Below are entries; copy exactly the lines from the one with "p[2] as u32)" through the one with "use crate::canvas::Canvas;", both included, and leave out the rest.

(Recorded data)
----------
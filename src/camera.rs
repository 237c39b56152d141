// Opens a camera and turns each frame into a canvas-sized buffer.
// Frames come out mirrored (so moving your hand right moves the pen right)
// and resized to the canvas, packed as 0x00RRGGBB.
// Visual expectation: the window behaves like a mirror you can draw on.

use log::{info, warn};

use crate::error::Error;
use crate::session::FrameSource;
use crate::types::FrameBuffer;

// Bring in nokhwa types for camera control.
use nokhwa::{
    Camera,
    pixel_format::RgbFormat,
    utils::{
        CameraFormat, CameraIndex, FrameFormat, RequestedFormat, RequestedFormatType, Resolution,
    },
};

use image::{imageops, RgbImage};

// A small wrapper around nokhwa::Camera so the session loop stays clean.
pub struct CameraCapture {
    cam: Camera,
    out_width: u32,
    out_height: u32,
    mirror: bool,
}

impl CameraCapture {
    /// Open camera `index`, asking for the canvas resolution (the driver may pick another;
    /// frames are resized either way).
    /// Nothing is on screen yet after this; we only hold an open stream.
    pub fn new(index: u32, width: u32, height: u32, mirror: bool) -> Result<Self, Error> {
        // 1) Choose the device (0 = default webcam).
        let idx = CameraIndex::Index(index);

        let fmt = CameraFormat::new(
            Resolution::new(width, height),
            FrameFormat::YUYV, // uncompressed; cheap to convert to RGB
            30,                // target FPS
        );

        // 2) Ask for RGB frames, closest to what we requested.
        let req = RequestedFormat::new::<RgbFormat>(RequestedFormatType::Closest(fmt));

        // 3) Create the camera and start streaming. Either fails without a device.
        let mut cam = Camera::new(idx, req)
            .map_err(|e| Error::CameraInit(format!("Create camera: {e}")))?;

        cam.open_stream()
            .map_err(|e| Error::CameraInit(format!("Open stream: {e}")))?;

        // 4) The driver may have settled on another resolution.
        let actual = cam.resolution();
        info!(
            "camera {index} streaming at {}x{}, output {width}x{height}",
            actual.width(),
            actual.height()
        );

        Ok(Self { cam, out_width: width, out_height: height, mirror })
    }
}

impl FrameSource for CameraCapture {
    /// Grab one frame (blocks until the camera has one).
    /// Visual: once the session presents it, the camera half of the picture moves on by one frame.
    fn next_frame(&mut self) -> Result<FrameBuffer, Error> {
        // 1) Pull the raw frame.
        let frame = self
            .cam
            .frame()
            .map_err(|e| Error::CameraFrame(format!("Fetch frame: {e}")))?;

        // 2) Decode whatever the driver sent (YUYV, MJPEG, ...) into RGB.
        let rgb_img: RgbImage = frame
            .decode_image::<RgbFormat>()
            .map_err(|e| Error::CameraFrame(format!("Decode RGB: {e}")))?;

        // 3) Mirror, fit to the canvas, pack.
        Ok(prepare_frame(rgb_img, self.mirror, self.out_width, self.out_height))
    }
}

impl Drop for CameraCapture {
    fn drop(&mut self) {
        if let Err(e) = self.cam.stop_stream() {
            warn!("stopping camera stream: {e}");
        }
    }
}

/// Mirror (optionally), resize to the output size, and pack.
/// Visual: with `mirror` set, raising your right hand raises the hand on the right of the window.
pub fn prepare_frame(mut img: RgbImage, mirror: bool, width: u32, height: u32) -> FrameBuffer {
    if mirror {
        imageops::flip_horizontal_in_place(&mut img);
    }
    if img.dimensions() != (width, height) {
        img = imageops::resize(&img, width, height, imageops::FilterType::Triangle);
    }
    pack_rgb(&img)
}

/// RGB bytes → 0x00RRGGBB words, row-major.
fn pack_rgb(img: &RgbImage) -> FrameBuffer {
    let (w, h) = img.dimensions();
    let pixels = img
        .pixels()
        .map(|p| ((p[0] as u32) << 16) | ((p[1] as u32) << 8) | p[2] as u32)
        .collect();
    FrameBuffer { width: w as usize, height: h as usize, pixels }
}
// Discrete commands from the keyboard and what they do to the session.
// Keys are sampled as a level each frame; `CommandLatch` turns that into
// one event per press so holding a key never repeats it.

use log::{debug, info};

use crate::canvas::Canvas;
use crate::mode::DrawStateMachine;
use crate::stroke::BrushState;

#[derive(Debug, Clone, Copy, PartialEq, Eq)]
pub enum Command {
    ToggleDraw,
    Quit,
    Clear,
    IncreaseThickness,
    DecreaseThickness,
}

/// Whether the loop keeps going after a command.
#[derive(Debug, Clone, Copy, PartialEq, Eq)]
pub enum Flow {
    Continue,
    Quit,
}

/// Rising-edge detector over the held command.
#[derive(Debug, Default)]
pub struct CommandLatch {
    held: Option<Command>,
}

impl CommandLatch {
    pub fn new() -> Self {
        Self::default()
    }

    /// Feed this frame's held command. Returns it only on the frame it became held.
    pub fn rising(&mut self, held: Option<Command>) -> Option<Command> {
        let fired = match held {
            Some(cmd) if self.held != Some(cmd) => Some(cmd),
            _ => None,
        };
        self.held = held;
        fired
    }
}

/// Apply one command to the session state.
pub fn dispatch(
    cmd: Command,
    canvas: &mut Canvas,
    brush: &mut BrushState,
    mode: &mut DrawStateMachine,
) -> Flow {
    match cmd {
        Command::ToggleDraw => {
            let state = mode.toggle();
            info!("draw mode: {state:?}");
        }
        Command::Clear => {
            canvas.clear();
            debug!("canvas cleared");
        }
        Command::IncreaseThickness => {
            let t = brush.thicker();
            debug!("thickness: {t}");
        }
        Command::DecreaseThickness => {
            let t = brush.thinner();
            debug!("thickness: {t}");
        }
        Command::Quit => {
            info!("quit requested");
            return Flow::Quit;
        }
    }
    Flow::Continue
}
----------
» **RESPONSE AREA**:
        .map(|p| ((p[0] as u32) << 16) | ((p[1] as u32) << 8) | p[2] as u32)
        .collect();
    FrameBuffer { width: w as usize, height: h as usize, pixels }
}
// Discrete commands from the keyboard and what they do to the session.
// Keys are sampled as a level each frame; `CommandLatch` turns that into
// one event per press so holding a key never repeats it.

use log::{debug, info};

use crate::canvas::Canvas;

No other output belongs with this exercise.